Quinn vs. "GOP Witch Hunt Leaders." And speaking of the NRI trainwreck ... the governor's campaign struck back against Barickman and other GOP members of the Legislative Audit Commission for launching a partisan "witch hunt" to take down Quinn. Blasting the legislators' voting records on hot-button issues like gun control, the Quinns revealed, among other info-nuggets: that Barickman once voted "no" to forming a gang witness protection program and "yes" to concealed carry. Does the senator give a whit about the devastating impact of gun-and-gang violence in crime-ridden urban neighborhoods? Apparently, no. Referencing NRI-related probes by the feds and the state's attorney, he sniped: "Does Governor Quinn really believe that federal and Cook County investigators are also on a witch hunt?"

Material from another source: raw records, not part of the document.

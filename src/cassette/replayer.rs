//! Replays recorded interactions from a cassette.

use std::collections::{HashMap, VecDeque};

use super::format::{Cassette, Interaction};

/// Serves a cassette's interactions in recorded order, with an independent
/// queue per `(port, method)` pair.
pub struct CassetteReplayer {
    queues: HashMap<(String, String), VecDeque<Interaction>>,
}

impl CassetteReplayer {
    /// Create a new replayer from a loaded cassette.
    #[must_use]
    pub fn new(cassette: &Cassette) -> Self {
        let mut queues: HashMap<(String, String), VecDeque<Interaction>> = HashMap::new();
        for interaction in &cassette.interactions {
            queues
                .entry((interaction.port.clone(), interaction.method.clone()))
                .or_default()
                .push_back(interaction.clone());
        }
        Self { queues }
    }

    /// Takes the next interaction recorded for `port`/`method`.
    ///
    /// # Errors
    ///
    /// Returns an error if the cassette has no (more) interactions for the
    /// pair, meaning the replayed run asked for more than was recorded.
    pub fn next_interaction(&mut self, port: &str, method: &str) -> Result<Interaction, String> {
        let key = (port.to_string(), method.to_string());
        let Some(queue) = self.queues.get_mut(&key) else {
            let mut available: Vec<String> =
                self.queues.keys().map(|(p, m)| format!("{p}::{m}")).collect();
            available.sort();
            return Err(format!(
                "Cassette exhausted: no interactions recorded for port={port:?} method={method:?}. \
                 Available port::method pairs: [{}]",
                available.join(", ")
            ));
        };

        queue.pop_front().ok_or_else(|| {
            format!(
                "Cassette exhausted: all interactions for port={port:?} method={method:?} \
                 have been consumed"
            )
        })
    }
}

#[cfg(test)]
mod tests {
    use super::*;
    use chrono::Utc;
    use serde_json::json;

    fn interaction(seq: u64, port: &str, method: &str, output: serde_json::Value) -> Interaction {
        Interaction { seq, port: port.into(), method: method.into(), input: json!({}), output }
    }

    fn make_cassette(interactions: Vec<Interaction>) -> Cassette {
        Cassette { name: "test".into(), recorded_at: Utc::now(), commit: "abc".into(), interactions }
    }

    #[test]
    fn interleaved_ports_replay_in_their_own_order() {
        let cassette = make_cassette(vec![
            interaction(0, "fs", "read_to_string", json!({"Ok": "a"})),
            interaction(1, "llm", "complete", json!({"Ok": {"text": "pages"}})),
            interaction(2, "fs", "read_to_string", json!({"Ok": "b"})),
            interaction(3, "llm", "complete", json!({"Ok": {"text": "tests"}})),
        ]);

        let mut replayer = CassetteReplayer::new(&cassette);

        assert_eq!(replayer.next_interaction("llm", "complete").unwrap().seq, 1);
        assert_eq!(replayer.next_interaction("fs", "read_to_string").unwrap().seq, 0);
        assert_eq!(replayer.next_interaction("llm", "complete").unwrap().seq, 3);
        assert_eq!(replayer.next_interaction("fs", "read_to_string").unwrap().seq, 2);
    }

    #[test]
    fn exhausted_pair_is_an_error() {
        let cassette = make_cassette(vec![interaction(0, "llm", "complete", json!({}))]);
        let mut replayer = CassetteReplayer::new(&cassette);
        assert!(replayer.next_interaction("llm", "complete").is_ok());
        let err = replayer.next_interaction("llm", "complete").unwrap_err();
        assert!(err.contains("have been consumed"));
    }

    #[test]
    fn unknown_pair_is_an_error() {
        let mut replayer = CassetteReplayer::new(&make_cassette(vec![]));
        let err = replayer.next_interaction("fs", "write").unwrap_err();
        assert!(err.contains("no interactions recorded"));
    }
}
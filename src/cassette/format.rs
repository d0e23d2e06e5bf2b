//! Cassette data structures for recording and replaying interactions.

use chrono::{DateTime, Utc};
use serde::{Deserialize, Serialize};

/// A single recorded call on a port.
#[derive(Debug, Clone, Serialize, Deserialize, PartialEq)]
pub struct Interaction {
    /// Position of this call within the cassette, starting at 0.
    pub seq: u64,
    /// Port name (`"llm"` or `"fs"`).
    pub port: String,
    /// Method name invoked on the port.
    pub method: String,
    /// Arguments of the call.
    pub input: serde_json::Value,
    /// Returned value; fallible methods use `{"Ok": v}` / `{"Err": msg}`.
    pub output: serde_json::Value,
}

/// A named, ordered list of interactions.
#[derive(Debug, Clone, Serialize, Deserialize, PartialEq)]
pub struct Cassette {
    /// Human-readable name for this cassette.
    pub name: String,
    /// When this cassette was recorded.
    pub recorded_at: DateTime<Utc>,
    /// Git commit of the migrated project at recording time, or `"unknown"`.
    pub commit: String,
    /// Ordered list of interactions.
    pub interactions: Vec<Interaction>,
}

impl Cassette {
    /// Loads a cassette from a YAML file.
    ///
    /// # Errors
    ///
    /// Returns an error if the file cannot be read or parsed.
    pub fn load(path: &std::path::Path) -> Result<Self, String> {
        let content = std::fs::read_to_string(path)
            .map_err(|e| format!("Failed to read cassette file {}: {e}", path.display()))?;
        serde_yaml::from_str(&content)
            .map_err(|e| format!("Failed to parse cassette file {}: {e}", path.display()))
    }
}
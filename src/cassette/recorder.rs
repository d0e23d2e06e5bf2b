//! Records interactions into a cassette file.

use std::path::PathBuf;

use chrono::Utc;

use super::format::{Cassette, Interaction};

/// Accumulates interactions in memory and writes them as YAML on `finish`.
#[derive(Debug)]
pub struct CassetteRecorder {
    path: PathBuf,
    name: String,
    commit: String,
    interactions: Vec<Interaction>,
}

impl CassetteRecorder {
    /// Create a new recorder that will write to the given path.
    pub fn new(
        path: impl Into<PathBuf>,
        name: impl Into<String>,
        commit: impl Into<String>,
    ) -> Self {
        Self {
            path: path.into(),
            name: name.into(),
            commit: commit.into(),
            interactions: Vec::new(),
        }
    }

    /// Appends an interaction; its `seq` is its position in the recording.
    pub fn record(
        &mut self,
        port: impl Into<String>,
        method: impl Into<String>,
        input: serde_json::Value,
        output: serde_json::Value,
    ) {
        let seq = self.interactions.len() as u64;
        self.interactions.push(Interaction {
            seq,
            port: port.into(),
            method: method.into(),
            input,
            output,
        });
    }

    /// Number of interactions recorded so far.
    #[must_use]
    pub fn len(&self) -> usize {
        self.interactions.len()
    }

    /// Returns `true` when nothing has been recorded.
    #[must_use]
    pub fn is_empty(&self) -> bool {
        self.interactions.is_empty()
    }

    /// Writes the cassette to disk and returns its path.
    ///
    /// # Errors
    ///
    /// Returns an error if the file cannot be written.
    pub fn finish(self) -> Result<PathBuf, std::io::Error> {
        let cassette = Cassette {
            name: self.name,
            recorded_at: Utc::now(),
            commit: self.commit,
            interactions: self.interactions,
        };
        let yaml = serde_yaml::to_string(&cassette).map_err(std::io::Error::other)?;
        if let Some(parent) = self.path.parent() {
            std::fs::create_dir_all(parent)?;
        }
        std::fs::write(&self.path, yaml)?;
        Ok(self.path)
    }
}
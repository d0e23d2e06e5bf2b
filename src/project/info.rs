//! Project name and version from the Maven descriptor.

use std::path::Path;
use std::sync::LazyLock;

use regex::{Captures, Regex};
use tracing::{debug, warn};

use crate::migrate::scan::find_first;
use crate::ports::filesystem::FileSystem;

const POM_FILE: &str = "pom.xml";
/// npm's default when the descriptor carries no version.
const FALLBACK_VERSION: &str = "1.0.0";

/// Identity of the migrated project, reused for the generated one.
#[derive(Debug, Clone, PartialEq, Eq)]
pub struct ProjectInfo {
    /// Maven `artifactId`.
    pub name: String,
    /// Project version, or the parent's when the project inherits it.
    pub version: String,
}

/// Finds the first `pom.xml` under `root` and reads its identity.
///
/// # Errors
///
/// Returns an error if no descriptor exists, it cannot be read, or it has no
/// top-level `artifactId`.
pub fn read_project_info(fs: &dyn FileSystem, root: &Path) -> Result<ProjectInfo, String> {
    let pom = find_first(fs, root, POM_FILE)
        .ok_or_else(|| format!("No {POM_FILE} found under {}", root.display()))?;
    debug!(path = %pom.display(), "reading project descriptor");
    let content = fs
        .read_to_string(&pom)
        .map_err(|e| format!("Failed to read {}: {e}", pom.display()))?;
    parse_pom(&content).map_err(|e| format!("{}: {e}", pom.display()))
}

/// Element tags; comments and CDATA are matched so their contents are skipped.
static TAG: LazyLock<Regex> = LazyLock::new(|| {
    Regex::new(r"(?s)<!--.*?-->|<!\[CDATA\[.*?\]\]>|<(/?)([A-Za-z_][\w.:-]*)[^>]*?(/?)>")
        .expect("valid tag pattern")
});

/// Predefined and numeric character references.
static ENTITY: LazyLock<Regex> = LazyLock::new(|| {
    Regex::new(r"&(#x[0-9A-Fa-f]+|#[0-9]+|amp|lt|gt|quot|apos);").expect("valid entity pattern")
});

/// Text content of a leaf element, with CDATA unwrapped and references decoded.
fn element_text(raw: &str) -> String {
    let raw = raw.trim();
    if let Some(inner) = raw.strip_prefix("<![CDATA[").and_then(|r| r.strip_suffix("]]>")) {
        return inner.trim().to_string();
    }
    ENTITY
        .replace_all(raw, |caps: &Captures<'_>| {
            let name = &caps[1];
            match name {
                "amp" => "&".to_string(),
                "lt" => "<".to_string(),
                "gt" => ">".to_string(),
                "quot" => "\"".to_string(),
                "apos" => "'".to_string(),
                _ => name
                    .strip_prefix("#x")
                    .map_or_else(|| name[1..].parse().ok(), |hex| u32::from_str_radix(hex, 16).ok())
                    .and_then(char::from_u32)
                    .map_or_else(|| caps[0].to_string(), String::from),
            }
        })
        .into_owned()
}

/// Extracts `project/artifactId` and `project/version` from descriptor text.
fn parse_pom(content: &str) -> Result<ProjectInfo, String> {
    let mut stack: Vec<&str> = Vec::new();
    let mut opened_at: Vec<usize> = Vec::new();
    let mut name = None;
    let mut version = None;
    let mut parent_version = None;

    for caps in TAG.captures_iter(content) {
        let Some(tag) = caps.get(2) else { continue };
        let whole = caps.get(0).map_or(0..0, |m| m.range());
        let closing = caps.get(1).is_some_and(|m| !m.as_str().is_empty());
        let self_closing = caps.get(3).is_some_and(|m| !m.as_str().is_empty());

        if self_closing {
            continue;
        }
        if !closing {
            stack.push(tag.as_str());
            opened_at.push(whole.end);
            continue;
        }

        let start = opened_at.pop().unwrap_or(whole.start);
        let text = element_text(&content[start..whole.start]);
        match stack.as_slice() {
            ["project", "artifactId"] => name = Some(text),
            ["project", "version"] => version = Some(text),
            ["project", "parent", "version"] => parent_version = Some(text),
            _ => {}
        }
        stack.pop();
    }

    let name = name.filter(|n| !n.is_empty()).ok_or("missing project/artifactId")?;
    let version = version.or(parent_version).filter(|v| !v.is_empty()).unwrap_or_else(|| {
        warn!(project = %name, "no version in descriptor, using {FALLBACK_VERSION}");
        FALLBACK_VERSION.to_string()
    });
    Ok(ProjectInfo { name, version })
}
//! Recording session managing per-port cassette recorders.

use std::path::{Path, PathBuf};
use std::sync::{Arc, Mutex};

use chrono::Utc;
use tracing::warn;

use super::recorder::CassetteRecorder;

/// Shared handle to a recorder, held by a recording adapter and the session.
pub type SharedRecorder = Arc<Mutex<CassetteRecorder>>;

/// Owns one recorder per port for the duration of a recorded run.
///
/// Cassettes land in `<base>/<timestamp>/<port>.cassette.yaml`.
pub struct RecordingSession {
    /// Recorder for code-generation interactions.
    pub llm: SharedRecorder,
    /// Recorder for filesystem interactions.
    pub fs: SharedRecorder,
    output_dir: PathBuf,
}

impl RecordingSession {
    /// Creates a session whose cassettes go to a fresh timestamped directory
    /// under `base`.
    ///
    /// # Errors
    ///
    /// Returns an error if the directory already exists or cannot be created.
    pub fn new(base: &Path) -> Result<Self, String> {
        let timestamp = Utc::now().format("%Y-%m-%dT%H-%M-%S").to_string();
        let output_dir = base.join(&timestamp);

        if output_dir.exists() {
            return Err(format!("Cassette directory already exists: {}", output_dir.display()));
        }
        std::fs::create_dir_all(&output_dir)
            .map_err(|e| format!("Failed to create cassette directory: {e}"))?;

        let commit = commit_hash();
        let make_recorder = |port: &str| -> SharedRecorder {
            let path = output_dir.join(format!("{port}.cassette.yaml"));
            Arc::new(Mutex::new(CassetteRecorder::new(path, format!("{timestamp}-{port}"), &commit)))
        };

        Ok(Self { llm: make_recorder("llm"), fs: make_recorder("fs"), output_dir })
    }

    /// Writes every port's cassette and returns the session directory.
    ///
    /// All recording adapters must have been dropped first.
    ///
    /// # Errors
    ///
    /// Returns an error if a recorder is still shared or a file cannot be written.
    pub fn finish(self) -> Result<PathBuf, String> {
        fn finish_one(shared: SharedRecorder, port: &str) -> Result<(), String> {
            let recorder = Arc::try_unwrap(shared)
                .map_err(|_| format!("Recording adapter for {port} still has references"))?
                .into_inner()
                .map_err(|e| format!("Recorder lock for {port} poisoned: {e}"))?;
            recorder.finish().map_err(|e| format!("Failed to write {port} cassette: {e}"))?;
            Ok(())
        }

        finish_one(self.llm, "llm")?;
        finish_one(self.fs, "fs")?;
        Ok(self.output_dir)
    }
}

/// HEAD of the git repository in the working directory, or `"unknown"`.
fn commit_hash() -> String {
    let hash = std::process::Command::new("git")
        .args(["rev-parse", "HEAD"])
        .output()
        .ok()
        .filter(|o| o.status.success())
        .and_then(|o| String::from_utf8(o.stdout).ok())
        .map(|s| s.trim().to_string());

    hash.unwrap_or_else(|| {
        warn!("could not read git commit hash, recording 'unknown'");
        "unknown".to_string()
    })
}
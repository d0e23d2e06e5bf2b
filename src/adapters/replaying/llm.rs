//! Replaying adapter for the `LlmClient` port.

use std::sync::Mutex;

use super::replay_next;
use crate::cassette::replayer::CassetteReplayer;
use crate::ports::{CompletionFuture, CompletionRequest, CompletionResponse, LlmClient};

/// Serves recorded completions from a cassette, in recorded order.
pub struct ReplayingLlmClient {
    replayer: Mutex<CassetteReplayer>,
}

impl ReplayingLlmClient {
    /// Create a replaying LLM client backed by the given replayer.
    #[must_use]
    pub fn new(replayer: CassetteReplayer) -> Self {
        Self { replayer: Mutex::new(replayer) }
    }
}

impl LlmClient for ReplayingLlmClient {
    fn complete(&self, _request: &CompletionRequest) -> CompletionFuture<'_> {
        let result = replay_next::<CompletionResponse>(&self.replayer, "llm", "complete");
        Box::pin(async move { result })
    }
}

Durbin vs. Oberweis. It's hard out there for a political candidate with no chance of winning. But Jim Oberweis continues to fight the unwinnable fight. The GOP state senator and dairy mogul has been on Chicago's South Side plying passersby—and possible voters—with ice cream. Shameless! (If anyone spots Oberweis with free containers of the chocolate chip cookie dough flavor, please let me know his coordinates ASAP. Hurry up before it melts!). Meanwhile, U.S. Sen. Dick Durbin, the second most powerful Democrat in the House, remains in a comfortable, 13-point lead over his opponent, whom he's smeared as a tea party sympathizer. A new We Ask America/Reboot Illinois poll has Durbin besting Oberweis 51-38 percent and owning the Windy City vote with a 72 percent majority to Oberweis' 16 percent. Punching upward during a Tuesday speech at the City Club of Chicago, the moneyed Sugar Grove businessman slammed the established politico as a "millionaire career politician" who "presided over one of the worst periods of economic stagnation and decline in Illinois history." The zinger: "If a manager at one of my ice cream stores or one of my mutual funds had that kind of a sorry record, we would have fired him a long time ago." Somewhere Dick Durbin is A) rolling his eyes and B) counting the days 'til Nov. 5, when he won't have an Oberweis all up in his business.